22.3 This confidentiality obligation does not prevent a Party from disclosing information that it is required to disclose under law, a court judgment, or a decision of an authority. If a Party has an obligation to disclose such information or becomes subject to such an obligation, the Parties undertake to immediately notify the other Party to provide them with the opportunity to take protective measures. The Parties shall do their best to ensure that information disclosed in accordance with this provision is treated confidentially by the recipient of the information to the extent possible.
23 FORCE MAJEURE
23.1 A Party is exempt from sanctions for failing to fulfill its obligations under the Agreement if the failure is due to circumstances beyond the Party’s control and that the Party could not or reasonably should not have foreseen or prevented at the time of entering into the Agreement, such as labor disputes, war, mobilization or unforeseen military call-ups of similar scope, requisition, confiscation, sabotage, riots or uprisings, interruption in the general energy supply, fire, explosion, adverse weather conditions, natural events, or similar circumstances, as well as defects in or delays in deliveries from subcontractors caused by such circumstances.

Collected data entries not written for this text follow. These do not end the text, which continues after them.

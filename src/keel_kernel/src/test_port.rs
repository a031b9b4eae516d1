//! A minimal port for in-crate unit tests.
//!
//! The critical section is a spinning flag (unit tests of different
//! `Traits` types run in parallel threads; tests sharing one `Traits`
//! serialize on it), the software interrupt is a flag serviced by
//! `pump`, and nothing ever actually dispatches.
use core::sync::atomic::AtomicUsize;

use crate::utils::Init;

pub struct TestThreadState {
    pub stack_top: AtomicUsize,
}

impl Init for TestThreadState {
    const INIT: Self = Self {
        stack_top: AtomicUsize::new(0),
    };
}

/// Implement the port traits for a test-local `Traits` type.
#[macro_export]
macro_rules! sim_port_for_tests {
    ($Traits:ty) => {
        impl $Traits {
            fn cs_flag() -> &'static ::std::sync::atomic::AtomicBool {
                static FLAG: ::std::sync::atomic::AtomicBool =
                    ::std::sync::atomic::AtomicBool::new(false);
                &FLAG
            }

            #[allow(dead_code)]
            fn swi_flag() -> &'static ::std::sync::atomic::AtomicBool {
                static FLAG: ::std::sync::atomic::AtomicBool =
                    ::std::sync::atomic::AtomicBool::new(false);
                &FLAG
            }

            /// Service a pended context switch the way the port's SWI
            /// handler would.
            #[allow(dead_code)]
            pub fn pump() {
                use ::std::sync::atomic::Ordering;
                while Self::swi_flag().swap(false, Ordering::SeqCst) {
                    $crate::sched::context_switch_completed::<$Traits>();
                }
            }
        }

        impl $crate::PortThreading for $Traits {
            type PortThreadState = $crate::test_port::TestThreadState;

            unsafe fn init_stack(
                port_state: &Self::PortThreadState,
                stack_base: *mut usize,
                stack_words: usize,
                _entry: fn(usize),
                _arg: usize,
            ) {
                use ::std::sync::atomic::Ordering;
                // Pretend a two-word exception frame was pushed.
                let top = unsafe { stack_base.add(stack_words - 2) };
                unsafe {
                    top.write(0);
                    top.add(1).write(0);
                }
                port_state.stack_top.store(top as usize, Ordering::SeqCst);
            }

            unsafe fn start_threads() -> ! {
                unreachable!("the test port never dispatches")
            }

            unsafe fn pend_context_switch() {
                use ::std::sync::atomic::Ordering;
                Self::swi_flag().store(true, Ordering::SeqCst);
            }

            unsafe fn try_enter_critical() -> bool {
                use ::std::sync::atomic::Ordering;
                while Self::cs_flag()
                    .compare_exchange(false, true, Ordering::SeqCst, Ordering::SeqCst)
                    .is_err()
                {
                    ::std::thread::yield_now();
                }
                true
            }

            unsafe fn enter_critical() {
                unsafe {
                    let _ = Self::try_enter_critical();
                }
            }

            unsafe fn leave_critical() {
                use ::std::sync::atomic::Ordering;
                Self::cs_flag().store(false, Ordering::SeqCst);
            }

            fn is_critical_active() -> bool {
                use ::std::sync::atomic::Ordering;
                Self::cs_flag().load(Ordering::SeqCst)
            }

            fn is_interrupt_context() -> bool {
                false
            }
        }

        impl $crate::PortTimer for $Traits {
            unsafe fn timer_start() {}
        }
    };
}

23.2 A Party intending to invoke the circumstance described above shall immediately and in writing notify the other Party thereof when there is a risk that the obligation cannot be fulfilled or will be delayed. As soon as the invoked circumstance ceases, the Party shall notify the other Party and immediately resume its obligations to the agreed extent.
23.3 Regardless of what is stated above as reasons for a Party’s exemption from agreed obligations, the time for fulfillment shall be extended by the time caused by the circumstance. Each Party has the right to terminate the Agreement if the fulfillment of the Agreement is delayed for more than ninety (90) calendar days.
24.1 Disputes arising from the Agreement shall first and foremost be sought to be resolved through negotiations between the Parties.
24.2 If the Parties’ negotiation does not resolve the dispute, the dispute shall, as a second step, be referred to mediation in accordance with the Law (2011:860) on Mediation in Certain Private Law Disputes, in order to seek to find a mediation agreement within thirty (30) days. The costs of the mediation procedure shall be shared equally by the Parties.
24.3 As a third step, the dispute shall be finally settled through arbitration administered by the Arbitration Institute of the Stockholm Chamber of Commerce (SCC). The Rules for Expedited Arbitrations shall apply unless the SCC, taking into account the complexity of the case, the value of the dispute, and other circumstances, determines that the Arbitration Rules shall apply. In the latter case, the SCC shall also decide whether the arbitral tribunal shall consist of one or three arbitrators.
24.4 The seat of the arbitration shall be Stockholm unless the Parties agree on a different location.
24.5 The language of the arbitration shall be Swedish.
24.6 Mediation or arbitration invoked under this arbitration clause shall be subject to confidentiality. The confidentiality covers all information revealed during the proceedings as well as decisions or awards rendered in connection with the proceedings. Information covered by confidentiality may not be disclosed to third parties in any form without the consent of the other Party.